Corpora in Translation Studies: An Overview and Some Suggestions
for Future Rearch
Mona Baker
UMIST& Middlex University Abstract: Corpus-bad rearch has become widely accepted as a factor in improving the performance of machine translation systems, and corpus-bad terminology compilation is now the norm rather than the exception. Within translation studies proper, Lindquist (1984) has advocated the u of corpora for training translators, and Baker (1993a) has argued that theoretical rearch into the nature of translation will receive a powerful impetus from corpus-bad studies. It is becoming increasingly important to take stock of what is happening on this front and to start working towards the development of an explicit and coherent methodology for corpus-bad rearch in the discipline. This paper discuss the current and potential u of corpora in translation studies, with particular reference to theoretical issues.
Résumé: On s'accorde à voir dans la recherche sur corpus un f acteur susceptible d'améliorer les systèmes de traduction automatique; la terminologie basée sur corpus devient la règle plutôt que l'exception. A propos des recherches sur la traduction, Lidquist (1984) a prôné le recours aux corpora d
ans la formation des traducteurs; lon Baker (1993a), l'étude théorique de la traduction bénéficiera des recherches f ondées sur corpus. Il importe désormais de répertorier les acquis en ce domaine, afin de mettre au point une méthodologie explicite et cohérente.德威国际学校
L'article qui suit analy l'usage prént et possible des corpora dans les recher-ches sur la traduction, et prêtant une attention particulière aux questions théori-ques.
Target 7:2 (1995), 223-243. DOI 10.1075/target.7.2.03bak
ISSN 0924-1884 / E-ISSN 1569-9986 © John Benjamins Publishing Companypossible什么意思
224 MONA BAKER
1. Introduction
condlifeThe potential for using corpora is beginning to take shape in translation studies.

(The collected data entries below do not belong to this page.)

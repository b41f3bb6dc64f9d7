pub mod common;

use corne::compose::ComposeError;

use crate::common::{KC_LSHIFT, create_test_keyboard, run_key_sequence};

mod compose_test {
    use super::*;

    #[test]
    fn test_compose_sequence() {
        key_sequence_test! {
            keyboard: create_test_keyboard(),
            sequence: [
                [0, 1, true, 10],  // é
                [0, 1, false, 20],
            ],
            expected_reports: [
                [0, [kc8!(ScrollLock), 0, 0, 0, 0, 0]],
                [0, [0; 6]],
                [0, [kc8!(Quote), 0, 0, 0, 0, 0]],
                [0, [0; 6]],
                [0, [kc8!(E), 0, 0, 0, 0, 0]],
                [0, [0; 6]],
            ]
        };
    }

    #[test]
    fn test_compose_ignores_held_shift() {
        // Shift is restored once the sequence is sent
        key_sequence_test! {
            keyboard: create_test_keyboard(),
            sequence: [
                [0, 0, true, 10],  // LShift
                [0, 1, true, 10],  // é
                [0, 1, false, 10],
                [0, 0, false, 10],
            ],
            expected_reports: [
                [KC_LSHIFT, [0; 6]],
                [0, [kc8!(ScrollLock), 0, 0, 0, 0, 0]],
                [0, [0; 6]],
                [0, [kc8!(Quote), 0, 0, 0, 0, 0]],
                [0, [0; 6]],
                [0, [kc8!(E), 0, 0, 0, 0, 0]],
                [0, [0; 6]],
                [KC_LSHIFT, [0; 6]],
                [0, [0; 6]],
            ]
        };
    }

    #[test]
    fn test_compose_with_six_held_keys() {
        let mut keyboard = create_test_keyboard();
        let sequence = key_sequence![
            [2, 1, true, 10],  // B
            [2, 2, true, 10],  // C
            [2, 3, true, 10],  // D
            [2, 4, true, 10],  // F
            [2, 5, true, 10],  // G
            [0, 5, true, 10],  // A
            [0, 1, true, 10],  // é
            [0, 1, false, 10],
        ];
        run_key_sequence(&mut keyboard, &sequence);

        let held = [kc8!(B), kc8!(C), kc8!(D), kc8!(F), kc8!(G), kc8!(A)];
        let reports = &keyboard.reporter().keyboard;
        assert_eq!(reports.len(), 13);
        assert_eq!(reports[5], key_report![[0, held]][0]);
        // The whole sequence is sent, then the held keys come back
        assert_eq!(
            reports[6..],
            key_report![
                [0, [kc8!(ScrollLock), 0, 0, 0, 0, 0]],
                [0, [0; 6]],
                [0, [kc8!(Quote), 0, 0, 0, 0, 0]],
                [0, [0; 6]],
                [0, [kc8!(E), 0, 0, 0, 0, 0]],
                [0, [0; 6]],
                [0, held],
            ][..]
        );
    }

    #[test]
    fn test_compose_tap_hold_tapped() {
        key_sequence_test! {
            keyboard: create_test_keyboard(),
            sequence: [
                [0, 2, true, 10],  // é, shift on hold
                [0, 2, false, 50],
            ],
            expected_reports: [
                [0, [kc8!(ScrollLock), 0, 0, 0, 0, 0]],
                [0, [0; 6]],
                [0, [kc8!(Quote), 0, 0, 0, 0, 0]],
                [0, [0; 6]],
                [0, [kc8!(E), 0, 0, 0, 0, 0]],
                [0, [0; 6]],
            ]
        };
    }

    #[test]
    fn test_compose_tap_hold_held() {
        key_sequence_test! {
            keyboard: create_test_keyboard(),
            sequence: [
                [0, 2, true, 10],
                [0, 2, false, 300],
            ],
            expected_reports: [
                [KC_LSHIFT, [0; 6]],
                [0, [0; 6]],
            ]
        };
    }

    #[test]
    fn test_upper_case_text() {
        let mut keyboard = create_test_keyboard();
        assert_eq!(keyboard.dispatch_compose(1), Ok(()));
        assert_eq!(
            keyboard.reporter().keyboard,
            key_report![
                [KC_LSHIFT, [kc8!(E), 0, 0, 0, 0, 0]],
                [0, [0; 6]],
            ]
        );
    }

    #[test]
    fn test_unknown_compose_sends_nothing() {
        let mut keyboard = create_test_keyboard();
        // Compose action 9 isn't defined
        let sequence = key_sequence![
            [0, 3, true, 10],
            [0, 3, false, 20],
        ];
        run_key_sequence(&mut keyboard, &sequence);
        assert!(keyboard.reporter().keyboard.is_empty());
        assert_eq!(keyboard.dispatch_compose(9), Err(ComposeError::UnknownAction(9)));
    }
}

Computerid corpora are becoming increasingly popular in tho areas of the discipline which have clo links with the hard sciences. This is particularly true of terminology and machine translation, where the emphasis is primarily, if not exclusively, on scientific and technical texts.
Terminology compilation is now firmly corpus-bad. The desire to construct abstract and neat conceptual systems has given way here to the practical need of addressing what happens in real life. Terms are therefore no longer extracted from previous lists but are rather drawn from a reprentative corpus of authentic texts held in electronic form (Sager 1990: 130).1 A similar development has taken place in machine translation where it is now widely accepted that access to computerid corpora may well hold the key to future success in the field. Again, this reflects a move away from conceptual and formal reprentations of language, which have not proved very helpful in the past, to addressing natural language in all its variety and infiniteness. The repeated failure of pre-formulated rules and neat mantic analys to improve the performance of machine translation systems has led to the gradual realisa-tion that the knowledge required to improve the systems must come from natural language in u (Schubert 1992: 87; Laffling 1991, 1992). Corpora are not only ud by linguists to write better rules for the machines to operate on but also as a direct knowledge source for the machines themlves (ibid). Modern machine translation systems u the principle of analogy to extrapo-late from the typical examples held in the corpus to texts that have not been encountered before.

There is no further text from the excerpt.